DESCRIPTION OF THE TASK:
Print nothing but the lines below starting at the line that holds "config.server.port = port;" and ending at the line that holds "self.database = other.database;", including both, each exactly as written.

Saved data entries
* * *
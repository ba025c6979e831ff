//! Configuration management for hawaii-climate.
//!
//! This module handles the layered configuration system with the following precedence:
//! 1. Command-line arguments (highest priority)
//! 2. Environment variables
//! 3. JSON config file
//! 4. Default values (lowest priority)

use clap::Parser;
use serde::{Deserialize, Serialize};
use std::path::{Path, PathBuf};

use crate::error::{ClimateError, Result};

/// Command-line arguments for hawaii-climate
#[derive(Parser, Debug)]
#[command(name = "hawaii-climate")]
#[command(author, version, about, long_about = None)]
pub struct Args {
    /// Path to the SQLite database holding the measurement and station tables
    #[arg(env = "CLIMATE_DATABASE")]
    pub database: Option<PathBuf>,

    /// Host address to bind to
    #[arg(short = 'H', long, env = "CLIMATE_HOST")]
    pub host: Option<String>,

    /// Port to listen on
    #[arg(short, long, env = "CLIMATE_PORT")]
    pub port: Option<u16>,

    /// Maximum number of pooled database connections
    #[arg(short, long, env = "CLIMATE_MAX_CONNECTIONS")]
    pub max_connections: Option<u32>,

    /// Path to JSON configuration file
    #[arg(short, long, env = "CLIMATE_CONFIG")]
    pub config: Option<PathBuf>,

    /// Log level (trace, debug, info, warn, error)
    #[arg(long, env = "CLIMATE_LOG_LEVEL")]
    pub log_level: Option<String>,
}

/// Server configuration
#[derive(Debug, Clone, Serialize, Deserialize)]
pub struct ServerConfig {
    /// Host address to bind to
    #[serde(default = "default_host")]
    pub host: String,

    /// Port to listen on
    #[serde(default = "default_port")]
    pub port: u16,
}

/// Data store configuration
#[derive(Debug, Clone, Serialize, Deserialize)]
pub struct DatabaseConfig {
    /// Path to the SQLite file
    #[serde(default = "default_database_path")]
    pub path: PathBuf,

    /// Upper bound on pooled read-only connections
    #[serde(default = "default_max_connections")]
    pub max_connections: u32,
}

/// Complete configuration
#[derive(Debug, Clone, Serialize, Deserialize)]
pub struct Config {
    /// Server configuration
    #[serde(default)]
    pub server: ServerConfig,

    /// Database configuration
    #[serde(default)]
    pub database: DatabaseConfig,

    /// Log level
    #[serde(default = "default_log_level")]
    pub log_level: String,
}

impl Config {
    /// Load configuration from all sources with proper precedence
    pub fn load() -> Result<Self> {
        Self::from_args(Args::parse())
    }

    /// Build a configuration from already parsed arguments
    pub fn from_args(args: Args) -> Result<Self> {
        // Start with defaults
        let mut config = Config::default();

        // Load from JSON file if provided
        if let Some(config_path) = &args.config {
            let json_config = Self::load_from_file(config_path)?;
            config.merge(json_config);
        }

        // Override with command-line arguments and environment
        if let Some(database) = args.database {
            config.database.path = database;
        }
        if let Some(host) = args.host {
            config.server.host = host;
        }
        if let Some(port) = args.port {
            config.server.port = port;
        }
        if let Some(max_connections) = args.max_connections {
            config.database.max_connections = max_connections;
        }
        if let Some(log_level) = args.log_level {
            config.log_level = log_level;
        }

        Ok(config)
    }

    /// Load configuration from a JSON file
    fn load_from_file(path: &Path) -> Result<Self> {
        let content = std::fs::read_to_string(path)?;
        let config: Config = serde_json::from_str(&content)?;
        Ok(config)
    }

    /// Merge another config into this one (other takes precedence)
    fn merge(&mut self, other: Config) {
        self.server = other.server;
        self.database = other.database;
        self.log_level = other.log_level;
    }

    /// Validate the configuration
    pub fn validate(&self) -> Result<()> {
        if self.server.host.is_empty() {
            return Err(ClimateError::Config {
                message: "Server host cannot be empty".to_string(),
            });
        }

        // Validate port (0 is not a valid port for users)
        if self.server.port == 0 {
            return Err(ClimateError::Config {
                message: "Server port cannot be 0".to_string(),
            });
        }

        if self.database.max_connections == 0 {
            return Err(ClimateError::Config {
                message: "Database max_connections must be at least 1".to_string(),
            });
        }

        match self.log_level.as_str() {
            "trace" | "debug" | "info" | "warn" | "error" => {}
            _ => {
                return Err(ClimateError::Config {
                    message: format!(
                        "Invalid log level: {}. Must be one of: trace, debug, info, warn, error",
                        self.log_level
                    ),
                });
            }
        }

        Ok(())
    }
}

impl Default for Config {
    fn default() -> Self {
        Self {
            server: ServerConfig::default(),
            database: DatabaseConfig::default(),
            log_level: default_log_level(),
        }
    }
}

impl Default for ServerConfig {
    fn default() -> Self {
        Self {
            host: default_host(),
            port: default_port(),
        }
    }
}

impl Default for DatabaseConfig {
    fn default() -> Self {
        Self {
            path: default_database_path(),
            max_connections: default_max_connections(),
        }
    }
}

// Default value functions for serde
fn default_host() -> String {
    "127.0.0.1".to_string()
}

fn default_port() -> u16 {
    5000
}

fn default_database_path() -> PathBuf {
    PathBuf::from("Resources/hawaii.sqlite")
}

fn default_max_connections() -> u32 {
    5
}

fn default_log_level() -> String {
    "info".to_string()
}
* * *
RESPONSE:
            config.server.port = port;
        }
        if let Some(max_connections) = args.max_connections {
            config.database.max_connections = max_connections;
        }
        if let Some(log_level) = args.log_level {
            config.log_level = log_level;
        }

        Ok(config)
    }

    /// Load configuration from a JSON file
    fn load_from_file(path: &Path) -> Result<Self> {
        let content = std::fs::read_to_string(path)?;
        let config: Config = serde_json::from_str(&content)?;
        Ok(config)
    }

    /// Merge another config into this one (other takes precedence)
    fn merge(&mut self, other: Config) {
        self.server = other.server;
        self.database = other.database;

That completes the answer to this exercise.